- _EXERCISE INSTRUCTIONS_
Provide the material again, with every line intact and exact.
Start of DATA TO EXAMINE
//! 작업 트리거 모델.
//!
//! 발화 시각 계산은 KST 벽시계(naive datetime) 위의 순수 함수입니다.
//! 스케줄러 루프는 이 계산 결과만 소비하므로, 발화/미스파이어 규칙을
//! 런타임 시계 없이 그대로 검증할 수 있습니다.

use chrono::{Datelike, Duration, NaiveDateTime, NaiveTime, Weekday};
use serde::{Deserialize, Serialize};

/// 인터벌 트리거의 실행 창 (KST).
#[derive(Debug, Clone, Copy, Serialize, Deserialize)]
pub struct SessionWindow {
    /// 창 시작 시각
    pub start: NaiveTime,
    /// 창 종료 시각 (포함)
    pub end: NaiveTime,
}

impl SessionWindow {
    /// KRX 정규장 창 (09:00–15:30).
    pub fn market_hours() -> Self {
        Self {
            start: NaiveTime::from_hms_opt(9, 0, 0).expect("valid time"),
            end: NaiveTime::from_hms_opt(15, 30, 0).expect("valid time"),
        }
    }

    fn contains(&self, t: NaiveTime) -> bool {
        self.start <= t && t <= self.end
    }
}

/// 작업 트리거.
#[derive(Debug, Clone)]
pub enum Trigger {
    /// 매일 지정 시각 (평일만)
    DailyAt {
        /// 시 (KST)
        hour: u32,
        /// 분
        minute: u32,
    },
    /// 고정 간격. 창이 있으면 창 안에서만, 캘린더 게이트는 실행 시점에
    /// 별도로 적용됩니다.
    Interval {
        /// 발화 간격
        every: Duration,
        /// 실행 창 (없으면 종일)
        window: Option<SessionWindow>,
    },
}

impl Trigger {
    /// `after` 이후의 다음 발화 시각을 계산합니다 (엄격히 이후).
    ///
    /// 인터벌 트리거는 하루의 기준점(창 시작 또는 자정)에 정렬된 격자에서
    /// 발화합니다. 예: 30분 간격은 :00/:30에, 09:00 창의 15분 간격은
    /// 09:00, 09:15, ...에 발화합니다.
    pub fn next_fire_after(&self, after: NaiveDateTime) -> NaiveDateTime {
        match self {
            Trigger::DailyAt { hour, minute } => {
                let fire_time = NaiveTime::from_hms_opt(*hour, *minute, 0).expect("valid time");
                let mut date = after.date();
                if after.time() >= fire_time {
                    date += Duration::days(1);
                }
                while is_weekend(date.weekday()) {
                    date += Duration::days(1);
                }
                date.and_time(fire_time)
            }
            Trigger::Interval { every, window } => {
                let every_secs = every.num_seconds().max(1);
                match window {
                    None => {
                        // 자정 정렬 격자
                        let midnight = after.date().and_time(NaiveTime::MIN);
                        let elapsed = (after - midnight).num_seconds();
                        let next_offset = (elapsed / every_secs + 1) * every_secs;
                        midnight + Duration::seconds(next_offset)
                    }
                    Some(window) => {
                        let mut date = after.date();
                        loop {
                            if !is_weekend(date.weekday()) {
                                let anchor = date.and_time(window.start);
                                let candidate = if after < anchor {
                                    anchor
                                } else {
                                    let elapsed = (after - anchor).num_seconds();
                                    anchor
                                        + Duration::seconds(
                                            (elapsed / every_secs + 1) * every_secs,
                                        )
                                };
                                if candidate.date() == date && window.contains(candidate.time()) {
                                    return candidate;
                                }
                            }
                            date += Duration::days(1);
                        }
                    }
                }
            }
        }
    }
}

fn is_weekend(weekday: Weekday) -> bool {
    weekday == Weekday::Sat || weekday == Weekday::Sun
}

/// 미스파이어 판정.
#[derive(Debug, Clone, Copy, PartialEq, Eq)]
pub enum MisfireDecision {
    /// 정시 또는 유예 내: 실행
    Run,
    /// 유예 초과: 폐기
    Drop,
}

/// 예정 발화 시각과 현재 시각으로 미스파이어를 판정합니다.
pub fn misfire_decision(
    scheduled: NaiveDateTime,
    now: NaiveDateTime,
    grace: Duration,
) -> MisfireDecision {
    if now - scheduled <= grace {
        MisfireDecision::Run
    } else {
        MisfireDecision::Drop
    }
}

/// 작업 선언.
#[derive(Debug, Clone)]
pub struct JobSpec {
    /// 작업 ID
    pub id: &'static str,
    /// 표시 이름
    pub name: String,
    /// 트리거
    pub trigger: Trigger,
    /// 미스파이어 유예 시간
    pub grace: Duration,
    /// 다운타임 중 쌓인 발화 병합 여부
    pub coalesce: bool,
    /// 캘린더 게이트 (개장 시간에만 실행)
    pub calendar_gated: bool,
}

impl JobSpec {
    /// 기본값(유예 5분, coalesce, 게이트 없음)으로 작업을 선언합니다.
    pub fn new(id: &'static str, name: impl Into<String>, trigger: Trigger) -> Self {
        Self {
            id,
            name: name.into(),
            trigger,
            grace: Duration::minutes(5),
            coalesce: true,
            calendar_gated: false,
        }
    }

    /// 캘린더 게이트를 설정합니다.
    pub fn gated_by_calendar(mut self) -> Self {
        self.calendar_gated = true;
        self
    }

    /// 유예 시간을 설정합니다.
    pub fn with_grace(mut self, grace: Duration) -> Self {
        self.grace = grace;
        self
    }
}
End of DATA TO EXAMINE
- _ANSWER BELOW_
//! 작업 트리거 모델.
//!
//! 발화 시각 계산은 KST 벽시계(naive datetime) 위의 순수 함수입니다.
//! 스케줄러 루프는 이 계산 결과만 소비하므로, 발화/미스파이어 규칙을
//! 런타임 시계 없이 그대로 검증할 수 있습니다.

use chrono::{Datelike, Duration, NaiveDateTime, NaiveTime, Weekday};
use serde::{Deserialize, Serialize};

/// 인터벌 트리거의 실행 창 (KST).
#[derive(Debug, Clone, Copy, Serialize, Deserialize)]
pub struct SessionWindow {
    /// 창 시작 시각
    pub start: NaiveTime,
    /// 창 종료 시각 (포함)
    pub end: NaiveTime,
}

impl SessionWindow {
    /// KRX 정규장 창 (09:00–15:30).
    pub fn market_hours() -> Self {
        Self {
            start: NaiveTime::from_hms_opt(9, 0, 0).expect("valid time"),
            end: NaiveTime::from_hms_opt(15, 30, 0).expect("valid time"),
        }
    }

    fn contains(&self, t: NaiveTime) -> bool {
        self.start <= t && t <= self.end
    }
}

/// 작업 트리거.
#[derive(Debug, Clone)]
pub enum Trigger {
    /// 매일 지정 시각 (평일만)
    DailyAt {
        /// 시 (KST)
        hour: u32,
        /// 분
        minute: u32,
    },
    /// 고정 간격. 창이 있으면 창 안에서만, 캘린더 게이트는 실행 시점에
    /// 별도로 적용됩니다.
    Interval {
        /// 발화 간격
        every: Duration,
        /// 실행 창 (없으면 종일)
        window: Option<SessionWindow>,
    },
}

impl Trigger {
    /// `after` 이후의 다음 발화 시각을 계산합니다 (엄격히 이후).
    ///
    /// 인터벌 트리거는 하루의 기준점(창 시작 또는 자정)에 정렬된 격자에서
    /// 발화합니다. 예: 30분 간격은 :00/:30에, 09:00 창의 15분 간격은
    /// 09:00, 09:15, ...에 발화합니다.
    pub fn next_fire_after(&self, after: NaiveDateTime) -> NaiveDateTime {
        match self {
            Trigger::DailyAt { hour, minute } => {
                let fire_time = NaiveTime::from_hms_opt(*hour, *minute, 0).expect("valid time");
                let mut date = after.date();
                if after.time() >= fire_time {
                    date += Duration::days(1);
                }
                while is_weekend(date.weekday()) {
                    date += Duration::days(1);
                }
                date.and_time(fire_time)
            }
            Trigger::Interval { every, window } => {
                let every_secs = every.num_seconds().max(1);
                match window {
                    None => {
                        // 자정 정렬 격자
                        let midnight = after.date().and_time(NaiveTime::MIN);
                        let elapsed = (after - midnight).num_seconds();
                        let next_offset = (elapsed / every_secs + 1) * every_secs;
                        midnight + Duration::seconds(next_offset)
                    }
                    Some(window) => {
                        let mut date = after.date();
                        loop {
                            if !is_weekend(date.weekday()) {
                                let anchor = date.and_time(window.start);
                                let candidate = if after < anchor {
                                    anchor
                                } else {
                                    let elapsed = (after - anchor).num_seconds();
                                    anchor
                                        + Duration::seconds(
                                            (elapsed / every_secs + 1) * every_secs,
                                        )
                                };
                                if candidate.date() == date && window.contains(candidate.time()) {
                                    return candidate;
                                }
                            }
                            date += Duration::days(1);
                        }
                    }
                }
            }
        }
    }
}

fn is_weekend(weekday: Weekday) -> bool {
    weekday == Weekday::Sat || weekday == Weekday::Sun
}

/// 미스파이어 판정.
#[derive(Debug, Clone, Copy, PartialEq, Eq)]
pub enum MisfireDecision {
    /// 정시 또는 유예 내: 실행
    Run,
    /// 유예 초과: 폐기
    Drop,
}

/// 예정 발화 시각과 현재 시각으로 미스파이어를 판정합니다.
pub fn misfire_decision(
    scheduled: NaiveDateTime,
    now: NaiveDateTime,
    grace: Duration,
) -> MisfireDecision {
    if now - scheduled <= grace {
        MisfireDecision::Run
    } else {
        MisfireDecision::Drop
    }
}

/// 작업 선언.
#[derive(Debug, Clone)]
pub struct JobSpec {
    /// 작업 ID
    pub id: &'static str,
    /// 표시 이름
    pub name: String,
    /// 트리거
    pub trigger: Trigger,
    /// 미스파이어 유예 시간
    pub grace: Duration,
    /// 다운타임 중 쌓인 발화 병합 여부
    pub coalesce: bool,
    /// 캘린더 게이트 (개장 시간에만 실행)
    pub calendar_gated: bool,
}

impl JobSpec {
    /// 기본값(유예 5분, coalesce, 게이트 없음)으로 작업을 선언합니다.
    pub fn new(id: &'static str, name: impl Into<String>, trigger: Trigger) -> Self {
        Self {
            id,
            name: name.into(),
            trigger,
            grace: Duration::minutes(5),
            coalesce: true,
            calendar_gated: false,
        }
    }

    /// 캘린더 게이트를 설정합니다.
    pub fn gated_by_calendar(mut self) -> Self {
        self.calendar_gated = true;
        self
    }

    /// 유예 시간을 설정합니다.
    pub fn with_grace(mut self, grace: Duration) -> Self {
        self.grace = grace;
        self
    }
}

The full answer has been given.